> Instructions to follow
Beginning at the first line of the data, print each line exactly, stopping after the line that contains "use axum::response::IntoResponse;".

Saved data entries
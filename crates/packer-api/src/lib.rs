//! # packer-api: Axum API Services for the Pack Planner
//!
//! HTTP front end over the pack size registry and the order optimizer.
//!
//! ## API Surface
//!
//! | Path | Module | Domain |
//! |------|--------|--------|
//! | `/order/*` | [`routes::order`] | Order planning |
//! | `/pack/*`, `/packs` | [`routes::packs`] | Pack size catalogue |
//! | `/health/*` | this module | Probes |
//! | `/metrics` | this module | Prometheus scrape |
//! | `/openapi.json` | [`openapi`] | OpenAPI document |
//!
//! ## Middleware Stack (execution order)
//!
//! ```text
//! TraceLayer → MetricsMiddleware → BodyLimit → Handler
//! ```

pub mod error;
pub mod extractors;
pub mod middleware;
pub mod openapi;
pub mod routes;
pub mod service;
pub mod state;

use anyhow::Context;
use axum::extract::{DefaultBodyLimit, State};
use axum::http::StatusCode;
use axum::middleware::from_fn;
use axum::response::IntoResponse;
use axum::{Extension, Router};
use tower_http::trace::TraceLayer;

use crate::middleware::metrics::ApiMetrics;
use crate::state::{AppConfig, AppState};

/// Maximum accepted request body.
pub const BODY_LIMIT: usize = 64 * 1024;

/// Assemble the full application router with all routes and middleware.
pub fn app(state: AppState) -> Router {
    let metrics = ApiMetrics::new();
    let metrics_on = state.config.metrics_enabled;

    let mut router = Router::new()
        .merge(routes::order::router())
        .merge(routes::packs::router())
        .merge(openapi::router())
        .layer(DefaultBodyLimit::max(BODY_LIMIT))
        .route("/health/liveness", axum::routing::get(liveness))
        .route("/health/readiness", axum::routing::get(readiness));

    if metrics_on {
        router = router
            .route("/metrics", axum::routing::get(prometheus_metrics))
            .layer(from_fn(middleware::metrics::metrics_middleware))
            .layer(Extension(metrics));
    }

    router.layer(TraceLayer::new_for_http()).with_state(state)
}

/// Bind the configured port and serve until Ctrl-C.
pub async fn serve(config: AppConfig) -> anyhow::Result<()> {
    let port = config.port;
    let strategy = config.strategy;
    let state = AppState::bootstrap(config).context("failed to build application state")?;

    let addr = std::net::SocketAddr::from(([0, 0, 0, 0], port));
    let listener = tokio::net::TcpListener::bind(addr)
        .await
        .with_context(|| format!("failed to bind {addr}"))?;
    tracing::info!(%addr, %strategy, "packer API listening");

    axum::serve(listener, app(state))
        .with_graceful_shutdown(shutdown_signal())
        .await
        .context("server error")?;

    tracing::info!("packer API stopped");
    Ok(())
}

async fn shutdown_signal() {
    if let Err(e) = tokio::signal::ctrl_c().await {
        tracing::error!("failed to listen for shutdown signal: {e}");
        std::future::pending::<()>().await;
    }
    tracing::info!("shutdown signal received");
}

/// GET /metrics: Prometheus metrics scrape endpoint.
async fn prometheus_metrics(
    State(state): State<AppState>,
    Extension(metrics): Extension<ApiMetrics>,
) -> impl IntoResponse {
    metrics
        .pack_sizes()
        .set(state.store.list_sizes().len() as f64);

    match metrics.gather_and_encode() {
        Ok(body) => (
            StatusCode::OK,
            [("content-type", "text/plain; version=0.0.4; charset=utf-8")],
            body,
        )
            .into_response(),
        Err(e) => {
            tracing::error!(error = %e, "failed to encode metrics");
            StatusCode::INTERNAL_SERVER_ERROR.into_response()
        }
    }
}

/// Liveness probe: always returns 200 if the process is running.
async fn liveness() -> &'static str {
    "ok"
}

/// Readiness probe: returns 200 once the registry answers a listing.
async fn readiness(State(state): State<AppState>) -> &'static str {
    let sizes = state.store.list_sizes().len();
    tracing::trace!(sizes, "readiness check");
    "ready"
}
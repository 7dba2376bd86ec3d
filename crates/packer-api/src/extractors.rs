//! # Request Body Parsing & Validation
//!
//! Provides the [`Validate`] trait for request DTOs and a helper to decode
//! and validate JSON bodies. Bodies are taken as raw bytes so a missing or
//! unusual `Content-Type` header does not change the outcome; any decode
//! failure is a 400 carrying the decoder's message.

use axum::body::Bytes;
use serde::de::DeserializeOwned;

use crate::error::AppError;

/// Trait for request types that can validate their business rules
/// beyond what serde deserialization checks.
pub trait Validate {
    /// Validate business rules. Returns an error message on failure.
    fn validate(&self) -> Result<(), String>;
}

/// Decode a JSON body, mapping decode errors to [`AppError::BadRequest`].
pub fn parse_json<T: DeserializeOwned>(body: &Bytes) -> Result<T, AppError> {
    serde_json::from_slice(body).map_err(|err| AppError::BadRequest(err.to_string()))
}

/// Decode a JSON body and validate it using the [`Validate`] trait.
pub fn parse_validated_json<T: DeserializeOwned + Validate>(body: &Bytes) -> Result<T, AppError> {
    let value: T = parse_json(body)?;
    value.validate().map_err(AppError::BadRequest)?;
    Ok(value)
}

/// Parse a path segment as a signed integer the way the routes expect.
pub fn parse_path_int(raw: &str) -> Result<i64, AppError> {
    raw.parse::<i64>()
        .map_err(|_| AppError::BadRequest("please provide a numeric value".to_string()))
}
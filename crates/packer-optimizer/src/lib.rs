//! # packer-optimizer: Pack Plan Computation
//!
//! Given a catalogue of pack sizes and an order quantity, compute the
//! [`PackPlan`] that ships the fewest items covering the order, and among
//! those, the fewest packs.
//!
//! ## Strategies
//!
//! | Strategy | Module | Guarantee |
//! |----------|--------|-----------|
//! | [`Strategy::BestFit`] | [`search`] + [`canonical`] | Minimum total, then minimum pack count |
//! | [`Strategy::FirstFit`] | [`first_fit`] | Greedy, largest sizes first; no optimality guarantee |
//!
//! Every function here is pure: no state survives between calls, so
//! concurrent orders never observe each other's search state. Input slices
//! are never mutated.

pub mod canonical;
pub mod first_fit;
pub mod search;

use std::fmt;
use std::str::FromStr;

use packer_core::{OrderQuantity, PackPlan, PackSize};
use serde::{Deserialize, Serialize};
use thiserror::Error;

pub use canonical::canonicalize;
pub use first_fit::first_fit;
pub use search::find_plan;

/// Which algorithm computes order plans.
#[derive(Debug, Clone, Copy, Default, PartialEq, Eq, Serialize, Deserialize)]
#[serde(rename_all = "kebab-case")]
pub enum Strategy {
    /// Exhaustive combination search followed by canonical merging.
    #[default]
    BestFit,
    /// Greedy largest-first allocation.
    FirstFit,
}

impl Strategy {
    /// Compute a plan for `target` items using `sizes`.
    pub fn plan(self, sizes: &[PackSize], target: OrderQuantity) -> PackPlan {
        match self {
            Self::BestFit => find_plan(sizes, target),
            Self::FirstFit => first_fit(sizes, target),
        }
    }

    /// Stable kebab-case name.
    pub fn as_str(self) -> &'static str {
        match self {
            Self::BestFit => "best-fit",
            Self::FirstFit => "first-fit",
        }
    }
}

impl fmt::Display for Strategy {
    fn fmt(&self, f: &mut fmt::Formatter<'_>) -> fmt::Result {
        f.write_str(self.as_str())
    }
}

/// Unrecognized strategy name.
#[derive(Error, Debug, Clone, PartialEq, Eq)]
#[error("unknown strategy {0:?}, expected \"best-fit\" or \"first-fit\"")]
pub struct UnknownStrategy(pub String);

impl FromStr for Strategy {
    type Err = UnknownStrategy;

    fn from_str(s: &str) -> Result<Self, Self::Err> {
        match s.trim().to_ascii_lowercase().as_str() {
            "best-fit" | "bestfit" => Ok(Self::BestFit),
            "first-fit" | "firstfit" => Ok(Self::FirstFit),
            _ => Err(UnknownStrategy(s.to_string())),
        }
    }
}

#[cfg(test)]
mod tests {
    use super::*;

    fn sizes(raw: &[i64]) -> Vec<PackSize> {
        PackSize::parse_batch(raw).unwrap()
    }

    #[test]
    fn strategy_parses_names() {
        assert_eq!("best-fit".parse::<Strategy>().unwrap(), Strategy::BestFit);
        assert_eq!("First-Fit".parse::<Strategy>().unwrap(), Strategy::FirstFit);
        assert_eq!("firstfit".parse::<Strategy>().unwrap(), Strategy::FirstFit);
        assert!("cheapest".parse::<Strategy>().is_err());
    }

    #[test]
    fn strategy_display_round_trips() {
        for s in [Strategy::BestFit, Strategy::FirstFit] {
            assert_eq!(s.to_string().parse::<Strategy>().unwrap(), s);
        }
    }

    #[test]
    fn default_is_best_fit() {
        assert_eq!(Strategy::default(), Strategy::BestFit);
    }

    #[test]
    fn strategies_diverge_on_751() {
        let catalogue = sizes(&[250, 500, 1000, 2000, 5000]);
        let q = OrderQuantity::new(751).unwrap();
        let best = Strategy::BestFit.plan(&catalogue, q);
        let first = Strategy::FirstFit.plan(&catalogue, q);
        assert_eq!(best.pack_count(), 1);
        assert_eq!(first.pack_count(), 2);
        assert_eq!(best.total_items(), first.total_items());
    }
}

> Completed task
filename crates/packer-api/src/lib.rs
//! # packer-api: Axum API Services for the Pack Planner
//!
//! HTTP front end over the pack size registry and the order optimizer.
//!
//! ## API Surface
//!
//! | Path | Module | Domain |
//! |------|--------|--------|
//! | `/order/*` | [`routes::order`] | Order planning |
//! | `/pack/*`, `/packs` | [`routes::packs`] | Pack size catalogue |
//! | `/health/*` | this module | Probes |
//! | `/metrics` | this module | Prometheus scrape |
//! | `/openapi.json` | [`openapi`] | OpenAPI document |
//!
//! ## Middleware Stack (execution order)
//!
//! ```text
//! TraceLayer → MetricsMiddleware → BodyLimit → Handler
//! ```

pub mod error;
pub mod extractors;
pub mod middleware;
pub mod openapi;
pub mod routes;
pub mod service;
pub mod state;

use anyhow::Context;
use axum::extract::{DefaultBodyLimit, State};
use axum::http::StatusCode;
use axum::middleware::from_fn;
use axum::response::IntoResponse;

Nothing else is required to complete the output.